RECORDED INFORMATION below:
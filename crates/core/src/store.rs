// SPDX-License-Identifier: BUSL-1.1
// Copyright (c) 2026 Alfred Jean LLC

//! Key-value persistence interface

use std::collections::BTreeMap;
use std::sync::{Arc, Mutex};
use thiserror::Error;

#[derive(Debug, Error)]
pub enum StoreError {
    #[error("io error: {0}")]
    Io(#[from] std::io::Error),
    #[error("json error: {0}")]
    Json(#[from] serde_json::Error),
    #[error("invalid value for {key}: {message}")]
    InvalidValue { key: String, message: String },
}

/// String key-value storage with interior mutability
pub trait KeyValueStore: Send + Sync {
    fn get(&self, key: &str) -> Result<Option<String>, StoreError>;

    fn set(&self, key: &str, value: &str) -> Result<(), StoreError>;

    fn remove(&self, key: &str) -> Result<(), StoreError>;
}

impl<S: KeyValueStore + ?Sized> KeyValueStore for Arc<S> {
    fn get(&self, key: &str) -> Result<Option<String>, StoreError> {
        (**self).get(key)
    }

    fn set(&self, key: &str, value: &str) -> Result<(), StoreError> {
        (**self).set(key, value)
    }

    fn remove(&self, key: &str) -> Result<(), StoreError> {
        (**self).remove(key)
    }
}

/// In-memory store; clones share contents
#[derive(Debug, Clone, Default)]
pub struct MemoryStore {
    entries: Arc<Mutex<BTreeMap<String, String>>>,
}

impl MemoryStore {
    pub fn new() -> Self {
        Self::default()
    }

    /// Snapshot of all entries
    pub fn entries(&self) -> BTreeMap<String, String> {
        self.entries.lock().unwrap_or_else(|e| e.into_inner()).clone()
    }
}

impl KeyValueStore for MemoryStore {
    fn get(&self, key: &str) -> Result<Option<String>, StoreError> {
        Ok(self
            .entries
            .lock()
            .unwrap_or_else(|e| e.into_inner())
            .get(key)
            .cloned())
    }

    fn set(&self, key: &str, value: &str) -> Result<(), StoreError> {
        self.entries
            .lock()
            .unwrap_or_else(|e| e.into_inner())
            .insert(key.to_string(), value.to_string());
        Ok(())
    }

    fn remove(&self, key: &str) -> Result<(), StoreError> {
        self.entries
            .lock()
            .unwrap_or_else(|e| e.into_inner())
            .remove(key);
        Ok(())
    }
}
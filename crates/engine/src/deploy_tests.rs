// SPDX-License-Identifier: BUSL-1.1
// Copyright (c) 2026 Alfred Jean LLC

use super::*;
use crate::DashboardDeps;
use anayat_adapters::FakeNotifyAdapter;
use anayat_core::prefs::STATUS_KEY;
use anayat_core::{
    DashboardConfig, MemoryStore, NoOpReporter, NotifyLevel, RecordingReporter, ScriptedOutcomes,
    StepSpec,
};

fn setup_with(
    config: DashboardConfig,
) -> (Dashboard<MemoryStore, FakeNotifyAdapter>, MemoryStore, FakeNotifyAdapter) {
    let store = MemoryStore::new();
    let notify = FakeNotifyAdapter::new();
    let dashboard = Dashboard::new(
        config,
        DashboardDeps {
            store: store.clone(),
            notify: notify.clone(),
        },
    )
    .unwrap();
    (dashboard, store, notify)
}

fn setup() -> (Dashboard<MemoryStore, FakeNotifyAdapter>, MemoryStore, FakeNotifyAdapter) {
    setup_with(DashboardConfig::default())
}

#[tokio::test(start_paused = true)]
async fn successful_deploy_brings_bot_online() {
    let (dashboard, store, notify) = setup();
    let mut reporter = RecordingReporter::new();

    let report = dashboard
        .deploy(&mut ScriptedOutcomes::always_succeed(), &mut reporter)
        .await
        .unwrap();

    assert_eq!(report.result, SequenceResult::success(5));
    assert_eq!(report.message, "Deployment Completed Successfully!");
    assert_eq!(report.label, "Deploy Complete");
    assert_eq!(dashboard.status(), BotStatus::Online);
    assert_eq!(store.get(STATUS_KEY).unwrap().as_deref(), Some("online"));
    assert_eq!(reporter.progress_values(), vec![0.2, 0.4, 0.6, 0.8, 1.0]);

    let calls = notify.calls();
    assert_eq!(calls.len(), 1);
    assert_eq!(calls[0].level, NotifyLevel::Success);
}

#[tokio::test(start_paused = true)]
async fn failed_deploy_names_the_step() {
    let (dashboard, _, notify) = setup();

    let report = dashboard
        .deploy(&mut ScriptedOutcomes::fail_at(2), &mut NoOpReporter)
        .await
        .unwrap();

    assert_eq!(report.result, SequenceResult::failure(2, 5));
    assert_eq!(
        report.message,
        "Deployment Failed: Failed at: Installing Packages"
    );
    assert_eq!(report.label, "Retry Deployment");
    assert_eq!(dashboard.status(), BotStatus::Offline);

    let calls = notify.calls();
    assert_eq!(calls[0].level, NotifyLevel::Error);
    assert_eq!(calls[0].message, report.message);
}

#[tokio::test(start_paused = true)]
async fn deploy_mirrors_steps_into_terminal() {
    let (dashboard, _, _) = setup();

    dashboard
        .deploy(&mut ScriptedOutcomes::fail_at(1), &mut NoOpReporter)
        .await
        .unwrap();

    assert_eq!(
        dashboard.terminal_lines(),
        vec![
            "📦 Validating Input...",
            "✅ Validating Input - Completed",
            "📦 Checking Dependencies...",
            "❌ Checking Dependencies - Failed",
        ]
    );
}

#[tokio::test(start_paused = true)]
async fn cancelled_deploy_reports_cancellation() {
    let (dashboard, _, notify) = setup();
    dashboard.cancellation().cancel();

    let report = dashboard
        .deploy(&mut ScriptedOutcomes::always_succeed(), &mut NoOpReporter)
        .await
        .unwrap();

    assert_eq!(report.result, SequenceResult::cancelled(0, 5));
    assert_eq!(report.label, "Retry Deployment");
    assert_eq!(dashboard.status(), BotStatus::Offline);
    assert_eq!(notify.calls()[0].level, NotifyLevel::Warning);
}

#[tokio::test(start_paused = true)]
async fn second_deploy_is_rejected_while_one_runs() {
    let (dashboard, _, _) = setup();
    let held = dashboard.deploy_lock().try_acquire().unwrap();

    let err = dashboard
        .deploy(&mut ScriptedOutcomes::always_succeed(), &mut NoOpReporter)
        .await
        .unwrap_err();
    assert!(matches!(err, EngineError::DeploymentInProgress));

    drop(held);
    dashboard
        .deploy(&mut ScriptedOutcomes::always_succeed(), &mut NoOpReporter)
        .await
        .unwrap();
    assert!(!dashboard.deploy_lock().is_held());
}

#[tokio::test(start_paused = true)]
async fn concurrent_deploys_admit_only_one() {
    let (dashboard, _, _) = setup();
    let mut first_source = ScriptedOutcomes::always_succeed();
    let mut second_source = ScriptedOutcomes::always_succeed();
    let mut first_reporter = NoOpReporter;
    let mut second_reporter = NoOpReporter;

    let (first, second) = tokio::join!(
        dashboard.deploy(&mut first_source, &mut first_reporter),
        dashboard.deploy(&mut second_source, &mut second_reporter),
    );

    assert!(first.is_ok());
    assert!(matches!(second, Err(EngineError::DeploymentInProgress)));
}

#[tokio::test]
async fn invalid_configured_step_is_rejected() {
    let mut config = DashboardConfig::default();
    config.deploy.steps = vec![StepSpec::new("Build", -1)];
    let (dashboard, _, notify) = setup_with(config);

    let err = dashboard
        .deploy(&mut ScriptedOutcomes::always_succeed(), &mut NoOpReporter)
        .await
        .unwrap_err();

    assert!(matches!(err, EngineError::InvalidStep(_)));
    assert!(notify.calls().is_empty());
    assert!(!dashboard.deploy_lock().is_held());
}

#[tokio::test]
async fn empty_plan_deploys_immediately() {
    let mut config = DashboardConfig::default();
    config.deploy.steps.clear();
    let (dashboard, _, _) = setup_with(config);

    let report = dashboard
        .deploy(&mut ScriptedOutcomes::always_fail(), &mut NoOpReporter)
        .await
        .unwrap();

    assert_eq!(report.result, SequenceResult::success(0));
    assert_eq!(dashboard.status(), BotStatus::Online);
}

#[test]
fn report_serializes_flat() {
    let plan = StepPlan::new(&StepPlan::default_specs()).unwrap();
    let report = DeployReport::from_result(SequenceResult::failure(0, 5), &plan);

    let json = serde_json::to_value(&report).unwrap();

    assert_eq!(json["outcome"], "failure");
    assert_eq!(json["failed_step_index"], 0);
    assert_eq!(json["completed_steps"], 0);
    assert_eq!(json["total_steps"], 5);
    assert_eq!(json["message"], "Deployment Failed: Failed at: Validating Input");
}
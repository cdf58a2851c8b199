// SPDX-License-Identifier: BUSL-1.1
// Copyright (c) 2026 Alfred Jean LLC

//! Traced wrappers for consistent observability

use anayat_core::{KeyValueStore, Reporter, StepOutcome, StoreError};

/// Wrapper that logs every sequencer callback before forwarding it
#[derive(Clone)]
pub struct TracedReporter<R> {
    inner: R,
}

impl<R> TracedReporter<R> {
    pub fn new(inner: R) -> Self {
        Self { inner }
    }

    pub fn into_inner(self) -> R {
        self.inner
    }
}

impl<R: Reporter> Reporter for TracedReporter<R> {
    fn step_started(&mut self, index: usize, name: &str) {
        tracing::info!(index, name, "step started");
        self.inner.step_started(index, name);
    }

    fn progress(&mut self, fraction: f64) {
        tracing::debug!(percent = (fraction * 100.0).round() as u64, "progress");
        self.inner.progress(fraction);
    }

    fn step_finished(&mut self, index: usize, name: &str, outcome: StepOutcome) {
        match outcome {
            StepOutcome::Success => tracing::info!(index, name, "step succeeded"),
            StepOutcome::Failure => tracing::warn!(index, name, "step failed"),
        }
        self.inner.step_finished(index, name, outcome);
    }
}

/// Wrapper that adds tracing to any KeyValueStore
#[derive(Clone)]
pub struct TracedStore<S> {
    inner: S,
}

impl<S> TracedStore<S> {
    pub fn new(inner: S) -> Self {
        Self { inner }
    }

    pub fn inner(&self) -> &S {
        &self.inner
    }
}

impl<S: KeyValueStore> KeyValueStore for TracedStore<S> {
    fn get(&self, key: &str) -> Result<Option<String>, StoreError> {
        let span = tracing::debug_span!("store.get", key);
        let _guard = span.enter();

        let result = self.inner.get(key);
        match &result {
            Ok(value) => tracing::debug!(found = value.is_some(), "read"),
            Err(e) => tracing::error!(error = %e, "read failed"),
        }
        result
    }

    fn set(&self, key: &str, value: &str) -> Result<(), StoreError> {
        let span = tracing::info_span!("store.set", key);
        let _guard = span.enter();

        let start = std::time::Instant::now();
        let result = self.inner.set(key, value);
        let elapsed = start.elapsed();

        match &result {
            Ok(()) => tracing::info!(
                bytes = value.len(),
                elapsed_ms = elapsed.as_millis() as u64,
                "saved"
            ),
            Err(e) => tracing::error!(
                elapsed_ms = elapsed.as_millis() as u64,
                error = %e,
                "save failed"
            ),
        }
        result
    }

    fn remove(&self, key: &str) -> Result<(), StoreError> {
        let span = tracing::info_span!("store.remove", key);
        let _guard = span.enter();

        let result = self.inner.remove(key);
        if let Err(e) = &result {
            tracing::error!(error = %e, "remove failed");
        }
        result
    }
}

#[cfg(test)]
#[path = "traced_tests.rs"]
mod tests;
End of RECORDED INFORMATION.
__WHAT THIS TASK INVOLVES__
Go through the data and return each line where the word "StepOutcome" appears.

__RESPONSE__
use anayat_core::{KeyValueStore, Reporter, StepOutcome, StoreError};
    fn step_finished(&mut self, index: usize, name: &str, outcome: StepOutcome) {
            StepOutcome::Success => tracing::info!(index, name, "step succeeded"),
            StepOutcome::Failure => tracing::warn!(index, name, "step failed"),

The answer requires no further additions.